START Data extract

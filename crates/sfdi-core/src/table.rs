//! Forward-model lookup table over a (mu_a, mu_sp) grid.
//!
//! The table is the dense sampling inverted by [`crate::invert`]: every
//! grid cell of the Cartesian product of the two ranges is mapped through
//! the diffusion model once. Construction is deterministic, so a table can
//! be cached and reused for any number of inversions that share its
//! configuration.

use serde::{Deserialize, Serialize};

use crate::forward::{DiffusionModel, ForwardError, FrequencyPair};

/// Half-open sampling range: `start`, `start + step`, … strictly below
/// `stop` (arange semantics).
#[derive(Debug, Clone, Copy, PartialEq, Serialize, Deserialize)]
pub struct GridRange {
    pub start: f64,
    pub stop: f64,
    pub step: f64,
}

impl GridRange {
    pub fn new(start: f64, stop: f64, step: f64) -> Self {
        Self { start, stop, step }
    }

    /// Number of samples the range produces.
    pub fn len(&self) -> usize {
        if self.step <= 0.0 || self.stop <= self.start {
            return 0;
        }
        ((self.stop - self.start) / self.step).ceil() as usize
    }

    pub fn is_empty(&self) -> bool {
        self.len() == 0
    }

    /// Iterate the sample values in ascending order.
    pub fn values(&self) -> impl Iterator<Item = f64> + '_ {
        (0..self.len()).map(move |i| self.start + i as f64 * self.step)
    }
}

/// One precomputed grid sample: optical properties and their model
/// reflectance.
#[derive(Debug, Clone, Copy, PartialEq, Serialize, Deserialize)]
pub struct ForwardPoint {
    pub mu_a: f64,
    pub mu_sp: f64,
    pub r_ac: f64,
    pub r_dc: f64,
}

/// Dense forward-model sampling of a (mu_a, mu_sp) grid.
///
/// The generating model (refractive index + frequency pair) is recorded
/// with the points: a whole table is valid for exactly one configuration,
/// and consumers compare [`LookupTable::model`] before reusing a cached
/// instance. Point ordering carries no meaning; the inverter treats the
/// table as an unordered point set.
#[derive(Debug, Clone, PartialEq, Serialize, Deserialize)]
pub struct LookupTable {
    model: DiffusionModel,
    points: Vec<ForwardPoint>,
}

impl LookupTable {
    /// Evaluate the forward model over the Cartesian product of the ranges.
    ///
    /// Identical inputs produce an identical table. Fails only if some grid
    /// cell has a non-positive transport coefficient (both ranges start at
    /// zero).
    pub fn build(
        mu_a_range: GridRange,
        mu_sp_range: GridRange,
        refr_index: f64,
        freq: FrequencyPair,
    ) -> Result<Self, ForwardError> {
        let model = DiffusionModel::new(refr_index, freq);
        let mut points = Vec::with_capacity(mu_a_range.len() * mu_sp_range.len());
        for mu_a in mu_a_range.values() {
            for mu_sp in mu_sp_range.values() {
                let r = model.reflectance(mu_a, mu_sp)?;
                points.push(ForwardPoint {
                    mu_a,
                    mu_sp,
                    r_ac: r.ac,
                    r_dc: r.dc,
                });
            }
        }
        Ok(Self { model, points })
    }

    /// The generating model configuration.
    pub fn model(&self) -> &DiffusionModel {
        &self.model
    }

    /// The sampled forward points.
    pub fn points(&self) -> &[ForwardPoint] {
        &self.points
    }

    pub fn len(&self) -> usize {
        self.points.len()
    }

    pub fn is_empty(&self) -> bool {
        self.points.is_empty()
    }
}

#[cfg(test)]
mod tests {
    use super::*;
    use approx::assert_relative_eq;

    #[test]
    fn test_grid_range_arange_semantics() {
        let r = GridRange::new(0.0, 0.5, 0.001);
        assert_eq!(r.len(), 500);
        let r = GridRange::new(0.1, 5.0, 0.01);
        assert_eq!(r.len(), 490);

        let vals: Vec<f64> = GridRange::new(0.0, 1.0, 0.25).values().collect();
        assert_eq!(vals.len(), 4);
        assert_relative_eq!(vals[3], 0.75, epsilon = 1e-15);
    }

    #[test]
    fn test_degenerate_ranges_are_empty() {
        assert!(GridRange::new(0.0, 1.0, 0.0).is_empty());
        assert!(GridRange::new(1.0, 1.0, 0.1).is_empty());
        assert!(GridRange::new(2.0, 1.0, 0.1).is_empty());
    }

    #[test]
    fn test_build_covers_cartesian_product() {
        let mu_a = GridRange::new(0.0, 0.05, 0.01);
        let mu_sp = GridRange::new(0.5, 2.5, 0.5);
        let freq = FrequencyPair::new(0.0, 0.2);
        let table = LookupTable::build(mu_a, mu_sp, 1.43, freq).expect("buildable");

        assert_eq!(table.len(), mu_a.len() * mu_sp.len());

        // Every point's reflectance must match a direct model evaluation.
        let model = DiffusionModel::new(1.43, freq);
        for p in table.points() {
            let r = model.reflectance(p.mu_a, p.mu_sp).unwrap();
            assert_relative_eq!(p.r_ac, r.ac, epsilon = 1e-15);
            assert_relative_eq!(p.r_dc, r.dc, epsilon = 1e-15);
        }
    }

    #[test]
    fn test_build_is_deterministic() {
        let mu_a = GridRange::new(0.0, 0.1, 0.02);
        let mu_sp = GridRange::new(0.5, 1.5, 0.25);
        let freq = FrequencyPair::new(0.0, 0.2);
        let a = LookupTable::build(mu_a, mu_sp, 1.43, freq).unwrap();
        let b = LookupTable::build(mu_a, mu_sp, 1.43, freq).unwrap();
        assert_eq!(a, b);
    }

    #[test]
    fn test_json_roundtrip_preserves_table() {
        let table = LookupTable::build(
            GridRange::new(0.01, 0.05, 0.01),
            GridRange::new(0.5, 1.5, 0.5),
            1.43,
            FrequencyPair::new(0.0, 0.2),
        )
        .unwrap();
        let json = serde_json::to_string(&table).unwrap();
        let back: LookupTable = serde_json::from_str(&json).unwrap();
        assert_eq!(back, table);
    }

    #[test]
    fn test_degenerate_cell_fails_fast() {
        // Both ranges touching zero produce a mu_tr == 0 cell.
        let mu_a = GridRange::new(0.0, 0.1, 0.05);
        let mu_sp = GridRange::new(0.0, 1.0, 0.5);
        let err = LookupTable::build(mu_a, mu_sp, 1.43, FrequencyPair::new(0.0, 0.2)).unwrap_err();
        assert_eq!(err, ForwardError::DegenerateMedium);
    }
}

END Data extract

▶ Task description
Report the number of lines in the listing where the string "cached" appears, and nothing besides.

▶ Problem solution
2